5 Conclusions and Outlook
Here, six new applications along the path from Virtual Reality to Immersive Analytics in the field of Bioinformatics are presented. The introduced work discusses:
the evaluation of the performance of Augmented Reality-related technology in the field of molecular visualizations,
aspects of content creation for stereoscopic cell visualization environments,
interactive modeling of extracellular matrix structures in a virtual environment,
a new molecular dynamics simulation visualization tool, enabling the collaborative evaluation of underlying structures,
a new system to immersively explore multiple redox proteomic datasets, and finally
semantics to describe semantically linked multi-dimensional molecular data and its interactive visualization.

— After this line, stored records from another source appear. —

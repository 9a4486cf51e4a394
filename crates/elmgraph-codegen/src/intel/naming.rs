//! Collision-free Elm identifier allocation.

use std::collections::BTreeSet;

use serde::Serialize;

use elmgraph_core::utils::{valid_constructor_name, valid_field_name, valid_type_name};

use super::error::{IntelError, Result};
use super::ir::{GeneratedItem, find_item_mut};
use elmgraph_core::query::ItemId;

/// Names a generated artifact must never shadow.
pub const RESERVED_NAMES: [&str; 10] = [
    "Int",
    "Float",
    "Bool",
    "String",
    "List",
    "Variables",
    "Data",
    "query",
    "encodeVariables",
    "decoder",
];

/// A set of taken names with collision-free allocation.
///
/// Type, encoder, decoder and constructor names share one per-query
/// scope seeded with [`RESERVED_NAMES`]; record field names use a fresh
/// scope per sibling set, so unrelated records may reuse a field name.
#[derive(Debug, Clone, Default, Serialize)]
#[serde(transparent)]
pub struct NameScope {
    used: BTreeSet<String>,
}

impl NameScope {
    /// Empty scope, for per-record field names.
    pub fn new() -> Self {
        Self::default()
    }

    /// Per-query scope with the reserved names already taken.
    pub fn with_reserved() -> Self {
        Self {
            used: RESERVED_NAMES.iter().map(|name| name.to_string()).collect(),
        }
    }

    /// Next free Elm type name for `candidate`.
    pub fn type_name(&mut self, candidate: &str) -> String {
        self.next(valid_type_name(candidate))
    }

    /// Next free lower-first field or variable name for `candidate`.
    pub fn value_name(&mut self, candidate: &str) -> String {
        self.next(valid_field_name(candidate))
    }

    /// Next free data-constructor name for `candidate`.
    pub fn constructor_name(&mut self, candidate: &str) -> String {
        self.next(valid_constructor_name(candidate))
    }

    /// Whether `name` is already taken in this scope.
    pub fn contains(&self, name: &str) -> bool {
        self.used.contains(name)
    }

    /// Record `base` (or `base2`, `base3`, ...) as taken and return it.
    fn next(&mut self, base: String) -> String {
        if self.used.insert(base.clone()) {
            return base;
        }
        let mut counter = 2u32;
        loop {
            let name = format!("{base}{counter}");
            if self.used.insert(name.clone()) {
                return name;
            }
            counter += 1;
        }
    }
}

/// Resolve the field names of one record's children, in a fresh scope.
///
/// Children must already be classified; a child without a source name
/// cannot become a record field.
pub(super) fn set_record_field_names<I: GeneratedItem>(
    children: &[ItemId],
    items: &mut [I],
) -> Result<()> {
    let mut scope = NameScope::new();
    for &id in children {
        let item = find_item_mut(items, id)?;
        let name = item.info().name.clone();
        if name.is_empty() {
            return Err(IntelError::MissingName {
                type_name: item.type_name().to_string(),
            });
        }
        item.info_mut().field_name = scope.value_name(&name);
    }
    Ok(())
}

With this overview it is our hope to encourage more Bioinformatics-related research in the area of Immersive Analytics in the future. During the demo session at the SD&A 2018 conference, where all of these approaches were presented, the Head-mounted displays were clearly the winning devices. Their big advantage of being mobile, combining a graphics-driven laptop with an HMD, using the HoloLens, or just by using a smartphone in combination with a Google VR cardboard HMD, enables researchers already today to use VR-related technologies everywhere. In case future approaches can be used in an easily comprehensible and reasonable way, they can fully benefit of their high potential.